> [Given data]:
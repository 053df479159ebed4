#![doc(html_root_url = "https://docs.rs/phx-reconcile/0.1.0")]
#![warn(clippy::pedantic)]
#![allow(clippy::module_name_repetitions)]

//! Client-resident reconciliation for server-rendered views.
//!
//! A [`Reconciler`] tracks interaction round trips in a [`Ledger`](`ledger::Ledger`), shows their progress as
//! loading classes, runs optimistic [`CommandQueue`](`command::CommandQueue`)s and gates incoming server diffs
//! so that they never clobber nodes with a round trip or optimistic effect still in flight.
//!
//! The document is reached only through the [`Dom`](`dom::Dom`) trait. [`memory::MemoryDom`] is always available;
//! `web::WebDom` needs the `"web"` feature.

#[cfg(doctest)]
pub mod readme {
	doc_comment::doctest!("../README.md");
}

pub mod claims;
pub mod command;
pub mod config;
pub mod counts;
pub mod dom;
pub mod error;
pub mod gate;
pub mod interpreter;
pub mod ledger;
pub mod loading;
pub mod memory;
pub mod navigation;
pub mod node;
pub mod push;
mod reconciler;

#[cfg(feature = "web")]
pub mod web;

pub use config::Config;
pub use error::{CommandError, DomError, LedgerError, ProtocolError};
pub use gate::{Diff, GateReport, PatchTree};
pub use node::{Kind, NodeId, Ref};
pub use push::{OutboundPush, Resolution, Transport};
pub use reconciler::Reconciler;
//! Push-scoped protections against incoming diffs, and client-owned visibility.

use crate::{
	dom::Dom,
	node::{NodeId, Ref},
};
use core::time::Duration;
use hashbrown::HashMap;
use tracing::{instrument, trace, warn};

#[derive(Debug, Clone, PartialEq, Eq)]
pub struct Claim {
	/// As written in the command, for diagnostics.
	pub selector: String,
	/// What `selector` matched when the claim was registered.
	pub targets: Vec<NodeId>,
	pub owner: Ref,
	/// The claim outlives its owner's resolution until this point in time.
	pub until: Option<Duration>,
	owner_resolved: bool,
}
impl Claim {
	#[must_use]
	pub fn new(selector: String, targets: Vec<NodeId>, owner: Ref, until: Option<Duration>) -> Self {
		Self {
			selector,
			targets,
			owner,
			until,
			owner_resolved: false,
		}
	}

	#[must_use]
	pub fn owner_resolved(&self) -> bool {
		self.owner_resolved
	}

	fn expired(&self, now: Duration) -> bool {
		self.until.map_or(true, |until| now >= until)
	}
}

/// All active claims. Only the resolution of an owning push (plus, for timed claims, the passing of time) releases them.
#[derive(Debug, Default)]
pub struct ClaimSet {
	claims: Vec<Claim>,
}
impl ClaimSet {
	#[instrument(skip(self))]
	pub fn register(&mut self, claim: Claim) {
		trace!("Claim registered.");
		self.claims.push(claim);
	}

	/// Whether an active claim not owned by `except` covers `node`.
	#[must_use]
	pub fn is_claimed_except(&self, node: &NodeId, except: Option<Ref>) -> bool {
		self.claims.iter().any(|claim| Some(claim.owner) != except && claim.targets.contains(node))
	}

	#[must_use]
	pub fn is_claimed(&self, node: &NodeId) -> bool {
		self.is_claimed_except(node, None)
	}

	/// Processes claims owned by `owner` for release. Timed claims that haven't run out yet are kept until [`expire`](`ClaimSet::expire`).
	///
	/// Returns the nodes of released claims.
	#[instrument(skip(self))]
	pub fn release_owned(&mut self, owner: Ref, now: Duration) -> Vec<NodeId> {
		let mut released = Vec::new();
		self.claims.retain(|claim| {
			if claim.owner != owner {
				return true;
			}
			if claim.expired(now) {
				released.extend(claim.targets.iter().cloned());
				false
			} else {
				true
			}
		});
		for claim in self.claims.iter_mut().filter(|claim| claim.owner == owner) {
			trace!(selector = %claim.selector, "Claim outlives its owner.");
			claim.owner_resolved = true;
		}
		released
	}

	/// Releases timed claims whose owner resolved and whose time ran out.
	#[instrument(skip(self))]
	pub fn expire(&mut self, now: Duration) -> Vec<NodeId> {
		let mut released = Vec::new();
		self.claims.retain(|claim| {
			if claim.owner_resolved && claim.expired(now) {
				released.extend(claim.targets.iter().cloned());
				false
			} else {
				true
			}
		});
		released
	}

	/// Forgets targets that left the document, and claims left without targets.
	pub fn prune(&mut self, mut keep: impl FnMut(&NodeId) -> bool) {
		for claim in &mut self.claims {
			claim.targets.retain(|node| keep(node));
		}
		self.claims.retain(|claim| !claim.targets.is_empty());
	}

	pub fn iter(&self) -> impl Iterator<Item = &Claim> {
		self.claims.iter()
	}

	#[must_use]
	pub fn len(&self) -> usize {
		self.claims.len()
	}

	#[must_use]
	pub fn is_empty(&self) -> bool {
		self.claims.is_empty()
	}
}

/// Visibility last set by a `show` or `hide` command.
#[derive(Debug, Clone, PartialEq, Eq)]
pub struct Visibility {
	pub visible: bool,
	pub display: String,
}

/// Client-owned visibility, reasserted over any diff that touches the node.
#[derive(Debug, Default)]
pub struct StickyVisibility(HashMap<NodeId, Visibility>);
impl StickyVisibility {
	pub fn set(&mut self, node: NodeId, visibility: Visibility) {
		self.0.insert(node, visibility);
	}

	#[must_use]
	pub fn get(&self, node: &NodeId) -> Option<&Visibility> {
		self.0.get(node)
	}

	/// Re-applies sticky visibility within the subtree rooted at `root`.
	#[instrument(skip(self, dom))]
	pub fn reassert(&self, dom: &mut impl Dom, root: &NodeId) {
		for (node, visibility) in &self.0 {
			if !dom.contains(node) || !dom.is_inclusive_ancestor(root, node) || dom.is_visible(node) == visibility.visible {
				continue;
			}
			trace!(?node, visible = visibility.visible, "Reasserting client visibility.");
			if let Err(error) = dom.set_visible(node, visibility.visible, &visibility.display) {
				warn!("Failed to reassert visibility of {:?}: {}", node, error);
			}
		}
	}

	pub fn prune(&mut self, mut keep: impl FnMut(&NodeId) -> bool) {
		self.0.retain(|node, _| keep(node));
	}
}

> [Exercise objective]:
Pull every line containing the word "StickyVisibility" out of the material.

> [The completed task]:
pub struct StickyVisibility(HashMap<NodeId, Visibility>);
impl StickyVisibility {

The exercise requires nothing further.